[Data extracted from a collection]
++++++++
use crate::backup::DeletionMode;
use crate::error::ConfigError;
use serde::{Deserialize, Deserializer, Serialize, Serializer};
use std::fs;
use std::path::{Path, PathBuf};
use tracing::{debug, info, warn};

/// A named backup job as stored in the configuration directory.
#[derive(Debug, Clone, Default, Serialize, Deserialize, PartialEq, Eq)]
pub struct BackupConfig {
    #[serde(default)]
    pub name: String,

    /// Source roots, mirrored in this order
    #[serde(default)]
    pub sources: Vec<PathBuf>,

    /// Glob patterns
    #[serde(default)]
    pub excludes: Vec<String>,

    /// Stored as an empty string when unset
    #[serde(
        default,
        serialize_with = "serialize_destination",
        deserialize_with = "deserialize_destination"
    )]
    pub destination: Option<PathBuf>,
}

fn serialize_destination<S: Serializer>(value: &Option<PathBuf>, s: S) -> Result<S::Ok, S::Error> {
    match value {
        Some(path) => path.serialize(s),
        None => s.serialize_str(""),
    }
}

fn deserialize_destination<'de, D: Deserializer<'de>>(d: D) -> Result<Option<PathBuf>, D::Error> {
    let raw = Option::<String>::deserialize(d)?;
    Ok(raw
        .filter(|s| !s.trim().is_empty())
        .map(PathBuf::from))
}

impl BackupConfig {
    pub fn new(name: impl Into<String>) -> Self {
        Self {
            name: name.into(),
            ..Default::default()
        }
    }

    /// Name with spaces replaced, plus `.json`.
    pub fn file_name(&self) -> String {
        format!("{}.json", self.name.replace(' ', "_"))
    }

    pub fn load(path: &Path) -> Result<Self, ConfigError> {
        let raw = fs::read_to_string(path).map_err(|source| ConfigError::Read {
            path: path.to_path_buf(),
            source,
        })?;
        let mut config: BackupConfig =
            serde_json::from_str(&raw).map_err(|source| ConfigError::Parse {
                path: path.to_path_buf(),
                source,
            })?;

        if config.name.is_empty() {
            config.name = path
                .file_stem()
                .map(|s| s.to_string_lossy().into_owned())
                .unwrap_or_default();
        }
        debug!("Loaded configuration '{}' from {}", config.name, path.display());
        Ok(config)
    }

    pub fn save(&self, dir: &Path) -> Result<PathBuf, ConfigError> {
        let path = dir.join(self.file_name());
        let write_err = |source| ConfigError::Write {
            path: path.clone(),
            source,
        };

        fs::create_dir_all(dir).map_err(write_err)?;
        let json = serde_json::to_string_pretty(self).map_err(|source| ConfigError::Serialize {
            path: path.clone(),
            source,
        })?;
        fs::write(&path, json).map_err(write_err)?;

        info!("Saved config {}", path.display());
        Ok(path)
    }

    /// Every `*.json` configuration in `dir`, sorted by name. Files that fail
    /// to parse are skipped with a warning; a missing directory is empty.
    pub fn discover(dir: &Path) -> Result<Vec<Self>, ConfigError> {
        let entries = match fs::read_dir(dir) {
            Ok(entries) => entries,
            Err(e) if e.kind() == std::io::ErrorKind::NotFound => return Ok(Vec::new()),
            Err(source) => {
                return Err(ConfigError::Read {
                    path: dir.to_path_buf(),
                    source,
                })
            }
        };

        let mut configs = Vec::new();
        for entry in entries.flatten() {
            let path = entry.path();
            if path.extension().and_then(|e| e.to_str()) != Some("json") {
                continue;
            }
            match Self::load(&path) {
                Ok(config) => configs.push(config),
                Err(e) => warn!("Skipping {}", e),
            }
        }
        configs.sort_by(|a, b| a.name.cmp(&b.name));
        Ok(configs)
    }

    /// Resolve a CLI argument: an existing file path, or a configuration
    /// name looked up in `dir`.
    pub fn find(dir: &Path, name_or_path: &str) -> Result<Self, ConfigError> {
        let candidate = Path::new(name_or_path);
        if candidate.is_file() {
            return Self::load(candidate);
        }

        let by_file = dir.join(Self::new(name_or_path).file_name());
        if by_file.is_file() {
            return Self::load(&by_file);
        }

        Self::discover(dir)?
            .into_iter()
            .find(|c| c.name == name_or_path)
            .ok_or_else(|| ConfigError::Read {
                path: by_file,
                source: std::io::Error::new(
                    std::io::ErrorKind::NotFound,
                    format!("no configuration named '{}'", name_or_path),
                ),
            })
    }
}

/// Engine settings: defaults, then an optional settings file, then
/// `BACKUP_*` environment variables.
#[derive(Debug, Clone, Serialize, Deserialize)]
pub struct Settings {
    /// Execution workers (0 = one per CPU)
    pub max_workers: usize,

    /// Capacity of a run's event channel
    pub event_capacity: usize,

    pub deletion: DeletionMode,

    /// Holding area for reversible deletion; `$XDG_DATA_HOME/Trash` when unset
    #[serde(default)]
    pub trash_dir: Option<PathBuf>,

    pub config_dir: PathBuf,

    pub log_filter: String,

    pub log_json: bool,

    /// Flush copied data to disk before it is renamed into place
    pub fsync: bool,
}

impl Default for Settings {
    fn default() -> Self {
        Self {
            max_workers: 0,
            event_capacity: 1024,
            deletion: DeletionMode::Auto,
            trash_dir: None,
            config_dir: default_config_dir(),
            log_filter: "info".to_string(),
            log_json: false,
            fsync: false,
        }
    }
}

fn default_config_dir() -> PathBuf {
    dirs::config_dir()
        .map(|d| d.join("backup-mirror"))
        .unwrap_or_else(|| PathBuf::from("."))
}

impl Settings {
    /// Load settings from the environment (after reading any `.env` file)
    /// and the optional settings file.
    pub fn load(file: Option<&Path>) -> Result<Self, ConfigError> {
        dotenvy::dotenv().ok();
        Self::build(file, true)
    }

    fn build(file: Option<&Path>, with_env: bool) -> Result<Self, ConfigError> {
        let defaults = Settings::default();
        let mut builder = config::Config::builder()
            .set_default("max_workers", defaults.max_workers as i64)?
            .set_default("event_capacity", defaults.event_capacity as i64)?
            .set_default("deletion", "auto")?
            .set_default("config_dir", defaults.config_dir.to_string_lossy().into_owned())?
            .set_default("log_filter", defaults.log_filter)?
            .set_default("log_json", defaults.log_json)?
            .set_default("fsync", defaults.fsync)?;

        if let Some(path) = file {
            builder = builder.add_source(config::File::from(path).required(false));
        }
        if with_env {
            builder = builder.add_source(config::Environment::with_prefix("BACKUP").try_parsing(true));
        }

        let settings: Settings = builder.build()?.try_deserialize()?;
        Ok(settings.normalized())
    }

    fn normalized(mut self) -> Self {
        if self.event_capacity == 0 {
            self.event_capacity = 1;
        }
        self
    }

    pub fn effective_workers(&self) -> usize {
        if self.max_workers == 0 {
            num_cpus::get()
        } else {
            self.max_workers
        }
    }
}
++++++++
■ Work task: Once you have counted the lines above containing the word "info", state that number and nothing more.

■ Response area: 3